Par le passé, la Suva a dû faire face à plusieurs grands sinistres, comme l’effondrement du glacier de l’Allalin, le 30 août 1965, qui a coûté la vie à 88 ouvriers sur le grand chantier de Mattmark. Mais cette tragédie n’a pas été la seule de l’histoire de la Suva. Les catastrophes se sont surtout multipliées dans les années 60.
C’est dans les années 40 que la Suisse a commencé à accélérer le désenclavement des Alpes par le biais d’infrastructures. Le risque de conflit, notamment, l’a incitée à tracer des routes de col, à ériger des fortifications et à prévoir l’exploitation de centrales électriques. On a ainsi assisté à un véritable boom de la construction dans les Alpes au cours de la période d’après-guerre. Entre le canton de Vaud et les Grisons, entre St-Gall et le Tessin, des dizaines de centrales hydrauliques équipées de barrages, de murs et de galeries de plusieurs kilomètres de long ont vu le jour à travers la région alpine. Les grands chantiers des tunnels routiers ont ensuite été lancés dans les années 70.
«La principale raison expliquant la fréquence des drames est la brièveté des délais de construction, qui met sous pression aussi bien les entrepreneurs que les ouvriers.» Walter Amstalden, évoquant la multiplication des accidents sur les grands chantiers des Alpes
Les grands chantiers des Alpes représentaient un danger particulier. Ils étaient en effet reculés et très exposés aux catastrophes naturelles, et les ouvriers, qui venaient souvent d’Italie, accomplissaient un dur labeur dans des conditions extrêmes et dans des délais très brefs. Les grands chantiers cumulant les risques, la Caisse nationale a réagi dès les années 40 en engageant des inspecteurs chargés de la prévention des accidents et en créant des hôpitaux de chantier.
Mais pour la Caisse nationale, le domaine des accidents professionnels n’a pas été le seul concerné par le progrès technique. La mobilité croissante a ainsi entraîné une multiplication des accidents de la circulation – non seulement routière, mais aussi ferroviaire et aérienne –, qui se sont révélés les plus graves. Le nombre de catastrophes a culminé dans les années 60, qui se sont avérées être une triste décennie, y compris pour la Caisse nationale.
Pour la Caisse nationale, la gestion des grands sinistres ne s’est pas résumée au traitement des cas. Ces catastrophes posaient aussi la question des attentes de la population vis-à-vis de l’assurance sociale, au-delà du mandat légal de celle-ci. C’est ce qu’ont montré les accidents de Dürrenäsch et de Robiei.
La catastrophe de Dürrenäsch a mis la Suisse – et la Caisse nationale – à l’épreuve. 22 victimes étaient assurées à la Caisse nationale, et la question de la responsabilité financière se posait.
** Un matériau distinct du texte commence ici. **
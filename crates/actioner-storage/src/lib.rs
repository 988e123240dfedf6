//! Actioner storage crate - SQLite persistence for the action audit trail.
//!
//! Provides a WAL-mode SQLite database with migrations and the append-only
//! action event repository.

pub mod db;
pub mod migrations;
pub mod repository;

pub use db::Database;
pub use repository::{ActionEventRepository, EventStore};
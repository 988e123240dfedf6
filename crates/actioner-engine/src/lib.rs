//! Action engine for the match pipeline.
//!
//! Resolves action labels to pluggable performers, runs them against match
//! evidence, and records an audit event for every processed action message.

pub mod context;
pub mod dispatcher;
pub mod error;
pub mod handler;
pub mod intake;
pub mod recorder;

pub use context::{ActionerContext, ContextCell};
pub use dispatcher::Dispatcher;
pub use error::{ActionError, FailureAudit, IntakeError};
pub use handler::{ActionPerformer, ActionRegistry, NoopActionPerformer, WebhookActionPerformer};
pub use intake::{
    BatchItemFailure, BatchReport, BatchResponse, IntakeLoop, MessageOutcome, MessageReport,
    TransportBatch, TransportMessage,
};
pub use recorder::ExecutionRecorder;
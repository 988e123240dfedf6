//! Database schema migrations.
//!
//! Applies the action event audit table and the schema_migrations tracker.

use rusqlite::Connection;
use tracing::info;

use actioner_core::error::ActionerError;

/// Run all pending database migrations.
pub fn run_migrations(conn: &Connection) -> Result<(), ActionerError> {
    conn.execute_batch(
        "CREATE TABLE IF NOT EXISTS schema_migrations (
            version     INTEGER PRIMARY KEY NOT NULL,
            name        TEXT NOT NULL,
            applied_at  INTEGER NOT NULL DEFAULT (strftime('%s', 'now'))
        );",
    )
    .map_err(|e| ActionerError::Storage(format!("Failed to create migrations table: {}", e)))?;

    let current_version: i64 = conn
        .query_row(
            "SELECT COALESCE(MAX(version), 0) FROM schema_migrations",
            [],
            |row| row.get(0),
        )
        .map_err(|e| ActionerError::Storage(format!("Failed to query migration version: {}", e)))?;

    if current_version < 1 {
        apply_v1(conn)?;
        info!("Applied migration v1: action_events");
    }

    Ok(())
}

/// Version 1: append-only action event table.
///
/// No uniqueness constraint beyond the row id; redelivered messages produce
/// additional rows.
fn apply_v1(conn: &Connection) -> Result<(), ActionerError> {
    conn.execute_batch(
        "
        CREATE TABLE IF NOT EXISTS action_events (
            id              TEXT PRIMARY KEY NOT NULL,
            content_id      TEXT NOT NULL,
            performed_at    TEXT NOT NULL,
            action_label    TEXT NOT NULL,
            action_rules    TEXT NOT NULL DEFAULT '[]',
            created_at      INTEGER NOT NULL DEFAULT (strftime('%s', 'now'))
        );

        CREATE INDEX IF NOT EXISTS idx_action_events_content
            ON action_events (content_id, performed_at DESC);

        CREATE INDEX IF NOT EXISTS idx_action_events_label
            ON action_events (action_label, performed_at DESC);

        INSERT OR IGNORE INTO schema_migrations (version, name) VALUES (1, 'action_events');
        ",
    )
    .map_err(|e| ActionerError::Storage(format!("Failed to apply migration v1: {}", e)))?;

    Ok(())
}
Les échanges avec Swissair ont été virulents. La compagnie a suggéré à la Caisse nationale de renoncer à un recours contre sa propre assurance. Pour l’institution, il en était hors de question. Comme l’a expliqué Fritz Lang, directeur de la Caisse nationale, «il était inenvisageable de privilégier les victimes d’un crash aérien par rapport à celles d’un accident de la route».
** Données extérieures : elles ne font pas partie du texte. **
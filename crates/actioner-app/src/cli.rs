//! CLI argument definitions for the actioner binary.
//!
//! Priority resolution: CLI args > env vars > config file > defaults.

use clap::Parser;
use std::path::{Path, PathBuf};

/// Perform configured actions for a batch of queued match messages.
#[derive(Parser, Debug)]
#[command(name = "actioner", version, about)]
pub struct CliArgs {
    /// Path to the configuration file.
    #[arg(short = 'c', long = "config")]
    pub config: Option<PathBuf>,

    /// Path to the SQLite database holding action events.
    #[arg(short = 'd', long = "db-path")]
    pub db_path: Option<PathBuf>,

    /// Log level (trace, debug, info, warn, error).
    #[arg(short = 'l', long = "log-level")]
    pub log_level: Option<String>,

    /// Batch file in `{"Records": [...]}` form. Reads stdin when omitted or `-`.
    pub input: Option<PathBuf>,
}

impl CliArgs {
    /// Resolve the configuration file path.
    ///
    /// Priority: --config flag > ACTIONER_CONFIG env var > ~/.actioner/config.toml.
    pub fn resolve_config_path(&self) -> PathBuf {
        if let Some(ref p) = self.config {
            return p.clone();
        }
        if let Ok(p) = std::env::var("ACTIONER_CONFIG") {
            return PathBuf::from(p);
        }
        default_config_path()
    }

    /// Resolve the database path. `config_db_path` may start with `~/`.
    pub fn resolve_db_path(&self, config_db_path: &str) -> PathBuf {
        match self.db_path {
            Some(ref p) => p.clone(),
            None => expand_home(config_db_path),
        }
    }

    /// Priority: --log-level flag > config file value.
    pub fn resolve_log_level(&self, config_level: &str) -> String {
        self.log_level
            .clone()
            .unwrap_or_else(|| config_level.to_string())
    }

    /// The batch file to read, or `None` for stdin.
    pub fn input_file(&self) -> Option<&Path> {
        self.input
            .as_deref()
            .filter(|p| p.as_os_str() != "-")
    }
}

fn home_dir() -> Option<String> {
    #[cfg(target_os = "windows")]
    let home = std::env::var("USERPROFILE");
    #[cfg(not(target_os = "windows"))]
    let home = std::env::var("HOME");
    home.ok()
}

fn expand_home(path: &str) -> PathBuf {
    if path.starts_with("~/") || path.starts_with("~\\") {
        let home = home_dir().unwrap_or_else(|| ".".to_string());
        PathBuf::from(home).join(&path[2..])
    } else {
        PathBuf::from(path)
    }
}

fn default_config_path() -> PathBuf {
    match home_dir() {
        Some(home) => PathBuf::from(home).join(".actioner").join("config.toml"),
        None => PathBuf::from("config.toml"),
    }
}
Mais ces réticences ont retardé le versement de prestations aux proches des victimes. La Caisse nationale se trouvait face à un dilemme. Il aura fallu attendre deux ans après la catastrophe pour qu’un compromis soit trouvé: Swissair s’est finalement déclarée prête à verser à la Caisse nationale le montant réclamé dans le cadre d’un éventuel recours.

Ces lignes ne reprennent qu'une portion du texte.